Get Out of Your Way, and Get the Job

Old habits can get in the way when you’re looking for work, especially if you’re used to people calling you instead of you calling them and when you’re expecting job offers to appear without doing the heavy lifting. Open-ended, ambiguous questions have a way of messing with your head if you prefer the kind with “yes” or “no” answers, and trusting yourself more than the wisdom of others can be a let down when they have the answers and you don’t.

If you’re feeling pretty clueless about where to look, what to say and how to say it, you have your work cut out for you. Rather than struggle on your own, get help from career coaches who understand the terrain and can help you trek through it.

Don’t stop there. Attend meetings of job search support groups where you’ll reinforce the fundamentals, tactics, and strategies of how to find a job and land it.

Check out the local public library, Goodwill Industries, Job Link, Employment Security Commission, The Job Search Network, Professionals in Transition and a variety of faith-based community outreach programs that welcome job seekers who stand to benefit from their services.

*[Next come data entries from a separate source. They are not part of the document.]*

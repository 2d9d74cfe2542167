//! Water surface shading.
//!
//! One fragment in, one [`WaterShade`] out: the bump-perturbed sky/cloud/torch
//! reflection, its fresnel weight, the darkened and re-alphaed body color and
//! the (optionally wave-displaced) world position. Top planes sample the sky
//! model; side planes reflect the zenith color only.

use brine_core::config::{BumpType, WaterConfig};
use brine_core::constants::{
    CLOUD_FADE_RATE, CLOUD_FADE_START, MIN_PARALLAX_Y, PI_HALF, REFLECTION_PARALLAX,
    WATER_DARKEN, WATER_R0, WATER_TILE, WAVE_DISTANCE,
};
use brine_core::math::{glsl_mod2, glsl_mod3, mix, mix3, saturate, smoothstep, step};
use brine_core::types::EnvironmentFlags;
use glam::{Vec2, Vec3, Vec4};

use crate::noise::{displacement, fbm_lite, value_noise2d};
use crate::sky::{SkyModel, SkyPalette, SkyQuery};

/// Schlick's approximation: `r0 + (1 - r0) * (1 - cos_r)^5`.
#[inline]
pub fn fresnel_schlick(cos_r: f32, r0: f32) -> f32 {
    let a = 1.0 - cos_r;
    let a2 = a * a;
    r0 + (1.0 - r0) * a2 * a2 * a
}

/// Which face of a water block a fragment sits on, keyed off the fractional
/// part of its chunk-space height.
#[derive(Debug, Clone, Copy, PartialEq, Eq, Hash)]
pub enum WaterPlane {
    /// Vertical side face.
    Side,
    /// Still water surface (height in (0.8, 0.9)).
    Flat,
    /// Flowing surface.
    Slanted,
    /// Flowing surface close to a full block.
    SteepSlanted,
}

impl WaterPlane {
    pub fn classify(fract_cpos_y: f32) -> Self {
        if fract_cpos_y <= 0.0 {
            WaterPlane::Side
        } else if fract_cpos_y > 0.8 && fract_cpos_y < 0.9 {
            WaterPlane::Flat
        } else if fract_cpos_y > 0.9 {
            WaterPlane::SteepSlanted
        } else {
            WaterPlane::Slanted
        }
    }
}

/// Per-fragment inputs.
#[derive(Debug, Clone, Copy)]
pub struct WaterFragment {
    /// Camera-relative world position.
    pub world_pos: Vec3,
    /// Working color coming out of the base pass.
    pub color: Vec4,
    /// Raw vertex color; its alpha seeds opacity unless fog fade is on.
    pub vertex_color: Vec4,
    /// Normalized direction from the camera to the fragment.
    pub view_dir: Vec3,
    /// Absolute chunk-space position.
    pub chunk_pos: Vec3,
    /// Chunk position wrapped to the repeating tile.
    pub tiled_chunk_pos: Vec3,
    pub fract_cpos_y: f32,
    pub fog_color: Vec3,
    pub palette: SkyPalette,
    /// Lightmap: x = block/torch light, y = sky light.
    pub lit: Vec2,
    pub time: f32,
    pub cam_dist: f32,
    pub rain: f32,
    pub torch_color: Vec3,
    pub env: EnvironmentFlags,
}

/// Shading result. Replaces the in-place position/color mutation with
/// explicit outputs.
#[derive(Debug, Clone, Copy, PartialEq)]
pub struct WaterShade {
    pub world_pos: Vec3,
    pub color: Vec4,
    pub reflection: Vec3,
    pub fresnel: f32,
}

/// Unscaled top-plane bump noise for one fragment.
type BumpNoise = fn(&WaterFragment) -> f32;

fn bump_noise(bump_type: BumpType) -> BumpNoise {
    match bump_type {
        BumpType::Displacement => displacement_bump,
        BumpType::ValueNoise => value_noise_bump,
        BumpType::Fractal => fractal_bump,
    }
}

fn displacement_bump(frag: &WaterFragment) -> f32 {
    let t = frag.time;
    displacement(frag.tiled_chunk_pos, t)
        + 0.12 * (t * 2.0 + frag.chunk_pos.dot(Vec3::splat(PI_HALF))).sin()
}

fn value_noise_bump(frag: &WaterFragment) -> f32 {
    let c = frag.chunk_pos;
    value_noise2d(glsl_mod2(Vec2::new(c.x, c.z), WATER_TILE) + frag.time)
}

fn fractal_bump(frag: &WaterFragment) -> f32 {
    let c = frag.chunk_pos;
    let p = glsl_mod3(Vec3::new(c.x, c.z, frag.time), WATER_TILE);
    fbm_lite(p * Vec3::new(1.0, 1.0, 1.5))
}

/// Binds a resolved configuration and sky model once; `shade` is then pure.
/// The bump variant is resolved to its noise function at bind time.
pub struct WaterShader<S> {
    config: WaterConfig,
    tint: Vec3,
    bump_noise: BumpNoise,
    sky: S,
}

impl<S: SkyModel> WaterShader<S> {
    pub fn new(config: WaterConfig, sky: S) -> Self {
        log::debug!(
            "Water shader bound: bump {:?} x{}, clouds={}, aurora={}, mask={}, wave={}",
            config.bump_type,
            config.bump,
            config.cloud_reflection,
            config.aurora_reflection,
            config.reflection_mask,
            config.wave,
        );
        let tint = Vec3::from(config.tint);
        let bump_noise = bump_noise(config.bump_type);
        Self {
            config,
            tint,
            bump_noise,
            sky,
        }
    }

    pub fn config(&self) -> &WaterConfig {
        &self.config
    }

    pub fn shade(&self, frag: &WaterFragment) -> WaterShade {
        let plane = WaterPlane::classify(frag.fract_cpos_y);
        let (cos_r, mut reflection, bump) = match plane {
            WaterPlane::Side => self.side_plane(frag),
            _ => self.top_plane(frag, plane),
        };

        // shade masks sky reflection, except in the end which has no sky light
        if !frag.env.end {
            reflection *= 0.05 + frag.lit.y * 1.14;
        }

        let fresnel = fresnel_schlick(cos_r, WATER_R0);
        let opacity = 1.0 - cos_r;

        let rgb = frag.color.truncate() * (WATER_DARKEN * self.tint * (1.0 - 0.8 * fresnel));
        let mut alpha = if self.config.fog_fade {
            frag.color.w * self.config.transparency
        } else {
            frag.vertex_color.w * self.config.transparency
        };
        alpha += (1.0 - alpha) * opacity * opacity;

        let mut world_pos = frag.world_pos;
        if self.config.wave && frag.cam_dist < WAVE_DISTANCE {
            world_pos.y -= bump;
        }

        WaterShade {
            world_pos,
            color: rgb.extend(alpha),
            reflection,
            fresnel,
        }
    }

    fn top_bump(&self, frag: &WaterFragment) -> f32 {
        self.config.bump * (self.bump_noise)(frag)
    }

    fn top_plane(&self, frag: &WaterFragment, plane: WaterPlane) -> (f32, Vec3, f32) {
        let bump = self.top_bump(frag);
        let t = frag.time;
        let w = frag.world_pos;

        let mut view_dir = frag.view_dir;
        let cos_r = view_dir.y.abs();
        let cos_r = mix(cos_r, 1.0 - cos_r * cos_r, bump);
        view_dir.y = cos_r;

        let mut refl = self.sky.reflection(&SkyQuery {
            palette: frag.palette,
            view_dir,
            fog_color: frag.fog_color,
            time: t,
            height: -w.y,
            rain: frag.rain,
            env: frag.env,
        });

        if self.config.cloud_reflection && w.y < 0.0 {
            // project onto a virtual sky plane above the water
            let vy = if view_dir.y.abs() < MIN_PARALLAX_Y {
                MIN_PARALLAX_Y.copysign(view_dir.y)
            } else {
                view_dir.y
            };
            let parallax = Vec2::new(view_dir.x, view_dir.z) / vy;
            let projected = Vec2::new(w.x, w.z) - parallax * REFLECTION_PARALLAX * (1.0 - bump);
            let fade = saturate(CLOUD_FADE_START - CLOUD_FADE_RATE * projected.length());
            let sky_pos = Vec3::new(projected.x, projected.y, projected.y);

            if self.config.aurora_reflection {
                let aurora = self.sky.aurora(sky_pos, t, frag.rain, frag.fog_color);
                refl += 2.0 * aurora.truncate() * aurora.w * fade;
            }
            let clouds = self.sky.clouds(sky_pos, t, frag.rain, &frag.palette);
            refl = mix3(refl, 1.5 * clouds.truncate(), clouds.w * fade);
        }

        let torch = frag.lit.x * frag.lit.x + frag.lit.x;
        refl += frag.torch_color * self.config.torch_intensity * torch * bump * 10.0;

        if self.config.reflection_mask {
            let mask = 0.15 + 0.08 * (view_dir.x * 12.0 + 31.4 * bump).sin();
            refl *= 0.3 + 0.7 * smoothstep(mask, 0.2 + mask, view_dir.y);
        }

        refl *= match plane {
            WaterPlane::Flat => 1.0 - w.y.clamp(0.0, 0.66),
            WaterPlane::SteepSlanted => 0.1 * (t * 2.0 + frag.chunk_pos.y * 12.566).sin() + 0.2,
            _ => 0.1 * (t * 2.0 + frag.chunk_pos.y * 12.566).sin() + 0.4,
        };

        (cos_r, refl, bump)
    }

    fn side_plane(&self, frag: &WaterFragment) -> (f32, Vec3, f32) {
        let phase = 1.5 * frag.time + frag.chunk_pos.dot(Vec3::splat(PI_HALF));
        let bump = self.config.bump * (0.5 + 0.5 * phase.sin());

        let xz = Vec2::new(frag.view_dir.x, frag.view_dir.z);
        let cos_r = xz.length().max(step(frag.world_pos.y, 0.5));
        let cos_r = cos_r + (1.0 - cos_r * cos_r) * bump;

        (cos_r, frag.palette.zenith, bump)
    }
}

And they’re just some of the organizations that provide workshops, seminars, practice sessions and hands-on training for those who learn best when sitting alongside people whose backgrounds vary and goals are the same: to find work that benefits the employer as well as the employee.

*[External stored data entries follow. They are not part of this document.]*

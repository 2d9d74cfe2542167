use serde::{Deserialize, Serialize};

use crate::constants::{
    DEFAULT_TORCH_INTENSITY, DEFAULT_WATER_BUMP, DEFAULT_WATER_TINT, DEFAULT_WATER_TRANSPARENCY,
};
use crate::error::ConfigError;

/// Noise source driving the water bump on top planes and in the height field.
#[derive(Debug, Clone, Copy, PartialEq, Eq, Hash, Default, Serialize, Deserialize)]
pub enum BumpType {
    /// Animated cheap-hash displacement map plus a travelling sine.
    #[default]
    Displacement,
    /// 2D value noise over the tiled surface, scrolled by time.
    ValueNoise,
    /// Three-octave fractal sum over (x, z, time).
    Fractal,
}

impl BumpType {
    pub const ALL: [BumpType; 3] = [
        BumpType::Displacement,
        BumpType::ValueNoise,
        BumpType::Fractal,
    ];
}

/// Water look and feature toggles, resolved once at load time and passed
/// by reference into the shader.
#[derive(Debug, Clone, PartialEq, Serialize, Deserialize)]
#[serde(default)]
pub struct WaterConfig {
    pub bump_type: BumpType,
    /// Bump strength (0.0 = mirror-flat, 1.0 = fully perturbed).
    pub bump: f32,
    /// RGB tint applied to the water body color.
    pub tint: [f32; 3],
    /// Opacity multiplier for the water body.
    pub transparency: f32,
    pub torch_intensity: f32,
    /// Reflect clouds projected onto a virtual plane above the water.
    pub cloud_reflection: bool,
    /// Reflect the aurora. Only has an effect with `cloud_reflection`.
    pub aurora_reflection: bool,
    /// Attenuate reflection near grazing angles with a rippled threshold.
    pub reflection_mask: bool,
    /// Lower nearby water geometry by the bump amount.
    pub wave: bool,
    /// Scale the incoming alpha instead of replacing it with the vertex alpha.
    pub fog_fade: bool,
}

impl Default for WaterConfig {
    fn default() -> Self {
        Self {
            bump_type: BumpType::Displacement,
            bump: DEFAULT_WATER_BUMP,
            tint: DEFAULT_WATER_TINT,
            transparency: DEFAULT_WATER_TRANSPARENCY,
            torch_intensity: DEFAULT_TORCH_INTENSITY,
            cloud_reflection: true,
            aurora_reflection: true,
            reflection_mask: false,
            wave: false,
            fog_fade: false,
        }
    }
}

impl WaterConfig {
    /// Parse and validate a (possibly partial) RON document.
    pub fn from_ron_str(ron_str: &str) -> Result<Self, ConfigError> {
        let options = ron::Options::default();
        let config: WaterConfig = options
            .from_str(ron_str)
            .map_err(|e| ConfigError::Parse(e.to_string()))?;
        config.validate()?;

        if config.aurora_reflection && !config.cloud_reflection {
            log::warn!("aurora_reflection has no effect while cloud_reflection is disabled");
        }
        log::debug!(
            "Loaded water config: bump {:?} x{}, clouds={}, aurora={}, mask={}, wave={}, fog_fade={}",
            config.bump_type,
            config.bump,
            config.cloud_reflection,
            config.aurora_reflection,
            config.reflection_mask,
            config.wave,
            config.fog_fade,
        );
        Ok(config)
    }

    /// Reject values the shading formulas are not defined for.
    pub fn validate(&self) -> Result<(), ConfigError> {
        check_unit("bump", self.bump)?;
        check_unit("transparency", self.transparency)?;
        if !self.torch_intensity.is_finite() || self.torch_intensity < 0.0 {
            return Err(ConfigError::InvalidValue {
                field: "torch_intensity",
                value: self.torch_intensity,
                reason: "must be finite and non-negative",
            });
        }
        for c in self.tint {
            if !c.is_finite() || c < 0.0 {
                return Err(ConfigError::InvalidValue {
                    field: "tint",
                    value: c,
                    reason: "channels must be finite and non-negative",
                });
            }
        }
        Ok(())
    }

    /// Every combination of bump type and feature toggle, built on top of
    /// `self`'s look parameters.
    pub fn variants(&self) -> Vec<WaterConfig> {
        let mut out = Vec::with_capacity(BumpType::ALL.len() * 32);
        for bump_type in BumpType::ALL {
            for bits in 0u8..32 {
                out.push(WaterConfig {
                    bump_type,
                    cloud_reflection: bits & 0b00001 != 0,
                    aurora_reflection: bits & 0b00010 != 0,
                    reflection_mask: bits & 0b00100 != 0,
                    wave: bits & 0b01000 != 0,
                    fog_fade: bits & 0b10000 != 0,
                    ..self.clone()
                });
            }
        }
        out
    }
}

fn check_unit(field: &'static str, value: f32) -> Result<(), ConfigError> {
    if !(0.0..=1.0).contains(&value) {
        return Err(ConfigError::InvalidValue {
            field,
            value,
            reason: "must be within [0, 1]",
        });
    }
    Ok(())
}

#[cfg(test)]
mod tests {
    use super::*;

    #[test]
    fn test_default_is_valid() {
        assert!(WaterConfig::default().validate().is_ok());
    }

    #[test]
    fn test_partial_ron_uses_defaults() {
        let config = WaterConfig::from_ron_str("(bump_type: Fractal, wave: true)").unwrap();
        assert_eq!(config.bump_type, BumpType::Fractal);
        assert!(config.wave);
        assert_eq!(config.bump, DEFAULT_WATER_BUMP);
        assert_eq!(config.tint, DEFAULT_WATER_TINT);
    }

    #[test]
    fn test_full_ron() {
        let src = r#"(
            bump_type: ValueNoise,
            bump: 0.1,
            tint: (0.4, 0.8, 0.5),
            transparency: 0.6,
            torch_intensity: 2.0,
            cloud_reflection: false,
            aurora_reflection: false,
            reflection_mask: true,
            wave: true,
            fog_fade: true,
        )"#;
        let config = WaterConfig::from_ron_str(src).unwrap();
        assert_eq!(config.bump_type, BumpType::ValueNoise);
        assert_eq!(config.tint, [0.4, 0.8, 0.5]);
        assert!(config.reflection_mask && config.fog_fade);
        assert!(!config.cloud_reflection);
    }

    #[test]
    fn test_shipped_config_parses() {
        let config = WaterConfig::from_ron_str(include_str!("../../../config/water.ron")).unwrap();
        assert_eq!(config.bump_type, BumpType::Fractal);
        assert_eq!(config.transparency, DEFAULT_WATER_TRANSPARENCY);
    }

    #[test]
    fn test_parse_error() {
        let err = WaterConfig::from_ron_str("(bump_type: Sparkly)").unwrap_err();
        assert!(matches!(err, ConfigError::Parse(_)), "got {err:?}");
    }

    #[test]
    fn test_out_of_range_rejected() {
        let err = WaterConfig::from_ron_str("(bump: 1.5)").unwrap_err();
        assert!(matches!(
            err,
            ConfigError::InvalidValue { field: "bump", .. }
        ));

        let config = WaterConfig {
            transparency: f32::NAN,
            ..Default::default()
        };
        assert!(config.validate().is_err());

        let config = WaterConfig {
            tint: [0.5, -0.1, 0.5],
            ..Default::default()
        };
        assert!(config.validate().is_err());

        let config = WaterConfig {
            torch_intensity: f32::INFINITY,
            ..Default::default()
        };
        assert!(config.validate().is_err());
    }

    #[test]
    fn test_variants_are_exhaustive_and_distinct() {
        let variants = WaterConfig::default().variants();
        assert_eq!(variants.len(), 96);
        for (i, a) in variants.iter().enumerate() {
            assert!(a.validate().is_ok());
            for b in &variants[i + 1..] {
                assert_ne!(a, b, "duplicate variant {a:?}");
            }
        }
    }
}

Sure, you can go online and read about how to write resumes, answer questions, sit, stand, and shake hands. But what you can’t Google is real time, honest, face-to-face feedback that tells you if you’re getting it, and if you aren’t, how to do it better the next time around.

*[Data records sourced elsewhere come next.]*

//! Single source of truth for shading constants.
//! The hash constants are load-bearing: downstream visuals depend on their
//! exact banding, so they must not be swapped for "better" ones.

/// pi / 2, used to phase waves by world position.
pub const PI_HALF: f32 = std::f32::consts::FRAC_PI_2;

/// Dot-product weights of the high-precision lattice hash.
pub const HASH_WEIGHTS: [f64; 2] = [12.9898, 4.1414];

/// Output scale of the high-precision lattice hash.
pub const HASH_SCALE: f64 = 43758.5453;

/// Dot-product weights of the cheap hash used for displacement and puddles.
pub const FAST_HASH_WEIGHTS: [f32; 2] = [4.36, 8.28];

/// Output scale of the cheap hash.
pub const FAST_HASH_SCALE: f32 = 37.45;

/// Output scale of the 1D sway hash.
pub const SWAY_HASH_SCALE: f64 = 84.85;

/// Octave count of the full fractal sum (terrain and sky detail).
pub const FBM_OCTAVES: u32 = 10;

/// Octave count of the cheap fractal sum (water bump).
pub const FBM_LITE_OCTAVES: u32 = 3;

/// Per-octave phase offset; keeps successive octaves away from the origin.
pub const FBM_SHIFT: f32 = 100.0;

/// Modulus of the 3D permutation hash.
pub const PERM_MODULUS: f64 = 289.0;

/// Base reflectance of water for Schlick's approximation.
pub const WATER_R0: f32 = 0.03;

/// Side length of the repeating water tile in blocks.
pub const WATER_TILE: f32 = 16.0;

/// Wave geometry is only displaced within this camera distance.
pub const WAVE_DISTANCE: f32 = 14.0;

/// Height of the virtual cloud plane used for reflection parallax.
pub const REFLECTION_PARALLAX: f32 = 100.0;

/// Cloud reflections fade out as `CLOUD_FADE_START - CLOUD_FADE_RATE * d`,
/// where `d` is the projected distance on the virtual cloud plane.
pub const CLOUD_FADE_START: f32 = 2.0;

/// Fade per unit of projected cloud-plane distance.
pub const CLOUD_FADE_RATE: f32 = 0.004;

/// Smallest view elevation used as a parallax divisor.
pub const MIN_PARALLAX_Y: f32 = 1.0e-4;

/// Render distance below which the fog control z channel is treated as malformed.
pub const MIN_RENDER_DISTANCE: f32 = 1.0;

/// Fog control values observed while raining.
pub const RAIN_FOG_CONTROL: [f32; 2] = [0.23, 0.70];

/// Darkening applied to the base water color before tinting.
pub const WATER_DARKEN: f32 = 0.22;

/// Default strength of the water bump.
pub const DEFAULT_WATER_BUMP: f32 = 0.07;

/// Default water tint (RGB).
pub const DEFAULT_WATER_TINT: [f32; 3] = [0.52, 0.9, 0.45];

/// Default water opacity multiplier.
pub const DEFAULT_WATER_TRANSPARENCY: f32 = 0.47;

/// Default torch light intensity.
pub const DEFAULT_TORCH_INTENSITY: f32 = 1.0;
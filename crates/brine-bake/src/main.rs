use std::path::PathBuf;
use std::process;

use brine_bake::bake::{self, BakeSettings};
use brine_bake::error::BakeError;
use brine_bake::report::{self, BakeReport};
use brine_core::config::WaterConfig;

struct Args {
    config_path: Option<PathBuf>,
    output_path: PathBuf,
    report_path: Option<PathBuf>,
    settings: BakeSettings,
}

fn print_usage() {
    eprintln!("Usage: normal-bake [OPTIONS]");
    eprintln!("  --config <path>    Water config RON (default: built-in look)");
    eprintln!("  --size <n>         Texture edge in texels (default: 256)");
    eprintln!("  --scale <f>        Gradient scale (default: 4.0)");
    eprintln!("  --time <f>         Animation time to bake (default: 0.0)");
    eprintln!("  --output <path>    Raw RGBA8 output (default: water_normal.rgba)");
    eprintln!("  --report <path>    Save a JSON bake report");
}

fn next_value<'a>(args: &'a [String], i: &mut usize, flag: &str) -> Result<&'a str, BakeError> {
    *i += 1;
    args.get(*i)
        .map(String::as_str)
        .ok_or_else(|| BakeError::Argument(format!("{flag} needs a value")))
}

fn parse_num<T: std::str::FromStr>(value: &str, flag: &str) -> Result<T, BakeError> {
    value
        .parse()
        .map_err(|_| BakeError::Argument(format!("invalid {flag} value '{value}'")))
}

fn parse_args(args: &[String]) -> Result<Args, BakeError> {
    let mut parsed = Args {
        config_path: None,
        output_path: PathBuf::from("water_normal.rgba"),
        report_path: None,
        settings: BakeSettings::default(),
    };

    let mut i = 1;
    while i < args.len() {
        match args[i].as_str() {
            "--config" => {
                parsed.config_path = Some(PathBuf::from(next_value(args, &mut i, "--config")?));
            }
            "--size" => {
                parsed.settings.size = parse_num(next_value(args, &mut i, "--size")?, "--size")?;
            }
            "--scale" => {
                parsed.settings.scale =
                    parse_num(next_value(args, &mut i, "--scale")?, "--scale")?;
            }
            "--time" => {
                parsed.settings.time = parse_num(next_value(args, &mut i, "--time")?, "--time")?;
            }
            "--output" => {
                parsed.output_path = PathBuf::from(next_value(args, &mut i, "--output")?);
            }
            "--report" => {
                parsed.report_path = Some(PathBuf::from(next_value(args, &mut i, "--report")?));
            }
            "--help" | "-h" => {
                print_usage();
                process::exit(0);
            }
            other => return Err(BakeError::Argument(format!("unknown argument: {other}"))),
        }
        i += 1;
    }
    Ok(parsed)
}

fn run(args: Args) -> Result<(), BakeError> {
    let config = match &args.config_path {
        Some(path) => {
            log::info!("Loading water config from {}", path.display());
            WaterConfig::from_ron_str(&std::fs::read_to_string(path)?)?
        }
        None => WaterConfig::default(),
    };

    let (map, texels) = bake::bake(&args.settings, &config)?;
    bake::write_texels(&args.output_path, &texels)?;
    log::info!(
        "Wrote {} texels to {}",
        texels.len(),
        args.output_path.display()
    );

    let summary = BakeReport::from_map(&map, &args.settings, &config);
    println!("{}", report::format_markdown(&summary));

    if let Some(path) = &args.report_path {
        report::save_report(path, &summary)?;
        log::info!("Saved bake report to {}", path.display());
    }
    Ok(())
}

fn main() {
    env_logger::Builder::from_env(env_logger::Env::default().default_filter_or("info")).init();

    let argv: Vec<String> = std::env::args().collect();
    let args = match parse_args(&argv) {
        Ok(args) => args,
        Err(e) => {
            eprintln!("{e}");
            print_usage();
            process::exit(2);
        }
    };

    if let Err(e) = run(args) {
        log::error!("Bake failed: {e}");
        process::exit(1);
    }
}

One of the greatest challenges for the newly unemployed is overcoming the perceived stigma that accompanies termination or layoff; the fear that you are damaged goods. It’s that fear that keeps many from reaching out and asking for the assistance that is available and accessible. The longer you stay away, the more your confidence takes a hit, the harder it is to engage and change.

There are countless talented, intelligent, competent people, just like you, who share your dilemma, who will welcome you and share with you what they know and what they’ve learned . The people who run these groups have been where you are and have not only survived, they have thrived, and they want to share their road map with you.

If you have always been a procrastinator, doing your best when the deadline’s past, and not a minute before, this is not that time. Get out of your way and learn what you need, now.

If your style is to appear disinterested, bored, lethargic, acting like you could care less, hoping people won’t know how scared you really are, that’s not going to work, not now.

If you want to get a job in a competitive, challenging environment, you’ll need to practice new ways to be proactive, curious, and courageous. Practice until you make it a habit.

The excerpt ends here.